SS-31 (Elamipretide)

SS-31 (Elamipretide, D-Arg-Dmt-Lys-Phe-NH2) is a synthetic tetrapeptide with a unique property among mitochondria-targeted research compounds: it concentrates in the inner mitochondrial membrane through direct electrostatic and hydrophobic interaction with cardiolipin — without requiring the large negative mitochondrial membrane potential (approximately -180 mV) that drives accumulation of most cationic mitochondria-targeted compounds (such as triphenylphosphonium conjugates and MitoQ).

Cardiolipin is a unique phospholipid exclusive to the inner mitochondrial membrane, where it constitutes approximately 20% of total lipids. Its distinctive bis-phosphatidyl glycerol structure — two phosphatidic acid moieties connected through a single glycerol — creates a highly anionic lipid (4 fatty acyl chains, 2 phosphate groups, net charge -2 at physiological pH) that anchors multiple inner membrane proteins: cytochrome c (electron carrier between Complex III and Complex IV), individual electron transport chain complexes (Complex I, III, IV), ATP synthase oligomers, and the adenine nucleotide translocase (ANT). SS-31's alternating cationic (D-Arg, Lys) and aromatic (Dmt = 2',6'-dimethyltyrosine, Phe) residues create an amphipathic peptide that binds cardiolipin's anionic phosphate groups electrostatically and inserts into the cardiolipin acyl chain region hydrophobically.

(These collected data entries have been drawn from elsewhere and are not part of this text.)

#![allow(dead_code)]

use std::sync::Arc;

use actix_web::cookie::Cookie;
use actix_web::http::header;
use actix_web::{body, dev::ServiceResponse, test};
use codeta::config::{Argon2Config, DatabaseConfig};
use codeta::models::assignments::{entities::Assignment, requests::CreateAssignmentRequest};
use codeta::models::courses::{entities::Course, requests::CreateCourseRequest};
use codeta::models::users::{entities::User, requests::CreateUserRequest};
use codeta::storage::{ConnectionProvider, DbSession, Storage, create_storage};
use codeta::utils::jwt::{FLASH_COOKIE, JwtUtils};
use codeta::utils::password::hash_password_with;

pub const PASSWORD: &str = "test_password";

/// 使用真实路由表构建测试服务
macro_rules! test_app {
    ($provider:expr) => {
        ::actix_web::test::init_service(
            ::actix_web::App::new()
                .wrap(::codeta::middlewares::RequestScope)
                .app_data(::actix_web::web::Data::new($provider.clone()))
                .app_data(
                    ::actix_web::web::FormConfig::default()
                        .error_handler(::codeta::utils::form_error_handler),
                )
                .configure(::codeta::routes::configure_routes)
                .default_service(::actix_web::web::to(::codeta::routes::pages::not_found)),
        )
        .await
    };
}

/// 登录并返回会话 Cookie
macro_rules! login {
    ($app:expr, $username:expr) => {{
        let username: &str = $username;
        let req = ::actix_web::test::TestRequest::post()
            .uri("/login")
            .set_form([("username", username), ("password", $crate::common::PASSWORD)])
            .to_request();
        let resp = ::actix_web::test::call_service(&$app, req).await;
        assert_eq!(resp.status(), ::actix_web::http::StatusCode::SEE_OTHER);
        assert_eq!($crate::common::location(&resp), format!("/{username}/"));
        $crate::common::cookie_named(&resp, ::codeta::utils::jwt::SESSION_COOKIE)
            .expect("login should set a session cookie")
    }};
}

pub async fn body_text<B: body::MessageBody>(resp: ServiceResponse<B>) -> String {
    let bytes = body::to_bytes(resp.into_body()).await.unwrap_or_default();
    String::from_utf8_lossy(&bytes).into_owned()
}

pub fn location<B>(resp: &ServiceResponse<B>) -> String {
    resp.headers()
        .get(header::LOCATION)
        .and_then(|v| v.to_str().ok())
        .unwrap_or_default()
        .to_string()
}

pub fn cookie_named<B>(resp: &ServiceResponse<B>, name: &str) -> Option<Cookie<'static>> {
    resp.response()
        .cookies()
        .find(|c| c.name() == name)
        .map(|c| c.into_owned())
}

/// 响应留给下一页的提示消息
pub fn flash_messages<B>(resp: &ServiceResponse<B>) -> Vec<String> {
    cookie_named(resp, FLASH_COOKIE)
        .map(|cookie| {
            let req = test::TestRequest::default().cookie(cookie).to_http_request();
            JwtUtils::extract_flashes(&req)
        })
        .unwrap_or_default()
}

/// 迁移后的内存数据库
pub async fn memory_provider() -> ConnectionProvider {
    memory_provider_with_timeout(5).await
}

/// 获取连接超时为 `timeout` 秒的内存数据库
pub async fn memory_provider_with_timeout(timeout: u64) -> ConnectionProvider {
    let config = DatabaseConfig {
        url: ":memory:".to_string(),
        pool_size: 1,
        timeout,
    };
    ConnectionProvider::connect_and_migrate(&config)
        .await
        .expect("in-memory database should migrate")
}

pub fn storage_for(provider: &ConnectionProvider) -> (Arc<DbSession>, Arc<dyn Storage>) {
    let session = Arc::new(provider.open_session());
    let storage = create_storage(session.clone());
    (session, storage)
}

fn cheap_argon2() -> Argon2Config {
    Argon2Config {
        memory_cost: 1024,
        time_cost: 1,
        parallelism: 1,
    }
}

pub fn user_request(username: &str) -> CreateUserRequest {
    CreateUserRequest {
        username: username.to_string(),
        password: hash_password_with(PASSWORD, &cheap_argon2()).unwrap(),
        email: format!("{username}@codeta_test.com"),
        first_name: "Test".to_string(),
        last_name: "User".to_string(),
    }
}

/// 直接写库创建用户，密码为 [`PASSWORD`]
pub async fn seed_user(provider: &ConnectionProvider, username: &str) -> User {
    let (session, storage) = storage_for(provider);
    let user = storage.create_user(user_request(username)).await.unwrap();
    session.close().await;
    user
}

pub fn course_request(instructor_id: i64, title: &str) -> CreateCourseRequest {
    CreateCourseRequest {
        instructor_id,
        title: title.to_string(),
        identifier: "CSET".to_string(),
        section: "001".to_string(),
        description: "Test course description text".to_string(),
    }
}

pub async fn seed_course(provider: &ConnectionProvider, instructor: &User, title: &str) -> Course {
    let (session, storage) = storage_for(provider);
    let course = storage
        .create_course(course_request(instructor.user_id, title))
        .await
        .unwrap();
    session.close().await;
    course
}

pub async fn seed_assignment(
    provider: &ConnectionProvider,
    course: &Course,
    title: &str,
) -> Assignment {
    let (session, storage) = storage_for(provider);
    let assignment = storage
        .create_assignment(CreateAssignmentRequest {
            course_id: course.course_id,
            title: title.to_string(),
            description: "This is a test course".to_string(),
            due_date: None,
            points_possible: 100,
        })
        .await
        .unwrap();
    session.close().await;
    assignment
}

pub async fn enroll(provider: &ConnectionProvider, course: &Course, student: &User) {
    let (session, storage) = storage_for(provider);
    storage
        .enroll_student(course.course_id, student.user_id)
        .await
        .unwrap();
    session.close().await;
}
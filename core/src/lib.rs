//! # Entity Store Core
//!
//! Core types for the entity store: a generic client-side state-management
//! layer that binds a REST-style CRUD API to a reactive store.
//!
//! For any entity type implementing [`entity::Entity`], this crate provides:
//!
//! - **State**: [`entity::EntityStoreState`], the selected entity plus the
//!   loaded collection, each with status, busy flag, and error.
//! - **Actions**: [`action::EntityAction`], an immutable, closed set of
//!   commands (`get_all`, `get_by_key`, `save`, `delete_by_key`) and the
//!   events their effects feed back.
//! - **Reducer**: [`reducer::EntityReducer`], the pure CRUD state machine
//!   behind the generic [`reducer::Reducer`] contract the runtime executes.
//! - **Effects**: [`effect::Effect`] descriptions, including the
//!   busy-indication gate [`effect::busy_gated_call`], which races a
//!   transport call against a delay so fast calls never flicker a loading
//!   UI.
//! - **Transport contract**: [`client::CrudClient`], the CRUD collaborator
//!   trait the store calls through; implementations live elsewhere.
//!
//! ## Architecture principles
//!
//! - Functional core, imperative shell: reducers are pure, effects are
//!   descriptions executed by the runtime crate.
//! - Unidirectional data flow: command → effect → event → state → views.
//! - Dependency injection via the environment (transport, configuration).
//!
//! ## Example
//!
//! ```
//! use entity_store_core::entity::{Entity, EntityStoreState, EntityStatus};
//!
//! #[derive(Clone, Debug, PartialEq)]
//! struct Order {
//!     id: Option<u64>,
//!     label: String,
//! }
//!
//! impl Entity for Order {
//!     type Key = u64;
//!
//!     fn key(&self) -> Option<u64> {
//!         self.id
//!     }
//! }
//!
//! let state = EntityStoreState::<Order>::initial();
//! assert_eq!(state.collection.status, EntityStatus::Initial);
//! ```

// Re-export commonly used types
pub use serde::{Deserialize, Serialize};
pub use smallvec::{smallvec, SmallVec};

/// Actions: the closed set of commands and events per entity type.
pub mod action;

/// Transport collaborator contract and error taxonomy.
pub mod client;

/// Store and per-entity configuration.
pub mod config;

/// Effect descriptions and the busy-indication gate.
pub mod effect;

/// Entity trait and the canonical state model.
pub mod entity;

/// The reducer contract and the generated CRUD reducer.
pub mod reducer;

This cardiolipin binding has two research-relevant consequences. First, SS-31 protects cardiolipin from peroxidation by reactive oxygen species — particularly hydroxyl radicals generated by Fenton chemistry at the inner membrane. Cardiolipin peroxidation disrupts its high-affinity interaction with cytochrome c, causing cytochrome c to dissociate from the inner membrane into the intermembrane space. When the outer membrane is subsequently permeabilised (by BAX/BAK pore formation), free cytochrome c releases into the cytoplasm, activating the apoptosome (Apaf-1/caspase-9 complex) and the intrinsic apoptosis cascade. SS-31 prevents this sequence by blocking the initial cardiolipin peroxidation event.

Second, cardiolipin is essential for ATP synthase dimerisation — the process by which ATP synthase monomers associate in the inner membrane to create the curved cristae ridge architecture that maximises OXPHOS efficiency. Cardiolipin peroxidation impairs ATP synthase dimerisation, flattening cristae and reducing OXPHOS capacity. SS-31 treatment in oxidatively stressed mitochondria has been published to restore ATP synthase oligomeric structure and cristae morphology (Szeto, Pharmacological Sciences, 2014), explaining its effects on respiratory chain function in mitochondrial dysfunction models.

The membrane-potential independence of SS-31 accumulation is its defining pharmacological advantage for research: in ischaemia-reperfusion injury, severe oxidative stress, apoptosis, and heart failure — all conditions where mitochondrial membrane potential is collapsed — potential-dependent compounds (MitoQ, TPP-conjugates) do not accumulate. SS-31 accumulates and functions under all these pathological conditions, making it uniquely useful for studying mitochondrial dysfunction in severe disease contexts.

Research applications: oxygen consumption rate by Seahorse XF (basal, ATP-linked, maximal, spare capacity); TBARS and 4-HNE measurement (lipid peroxidation endpoints); cytochrome c release assay (ELISA of cytosolic fraction); ATP synthase oligomeric structure (blue native PAGE); cristae morphology (TEM); and cardiolipin content measurement (NAO fluorescence, lipidomics).

MW: 639.82 g/mol. CAS: 736992-21-5. Molecular formula: C32H49N7O6. Reconstitute in sterile water at 1mg/mL. Store lyophilised at -20°C. For laboratory and analytical research purposes only.

For mitochondrial membrane potential-independent SS-31 research: this is the key experimental demonstration of SS-31's unique mechanism. Use FCCP (1uM) to fully collapse mitochondrial membrane potential in cells before SS-31 addition. Confirm membrane potential collapse by JC-1 or TMRM fluorescence (shift from red/orange to green indicates depolarisation). Then add SS-31 (100nM-1uM) and measure its cardiolipin protection effects — reduced lipid peroxidation (C11-BODIPY 581/591 fluorescence shift), maintained cytochrome c retention (immunofluorescence), and improved Complex I-IV activity assays in detergent-solubilised mitochondria. Compare with MitoQ (potential-dependent accumulation) which should show no protective effect after FCCP pre-treatment. This experiment directly demonstrates SS-31's potential-independent inner membrane targeting — its defining pharmacological advantage. MW: 639.82 g/mol. CAS: 736992-21-5. Reconstitute in sterile water at 1mg/mL. Store lyophilised at -20°C. For laboratory and analytical research purposes only.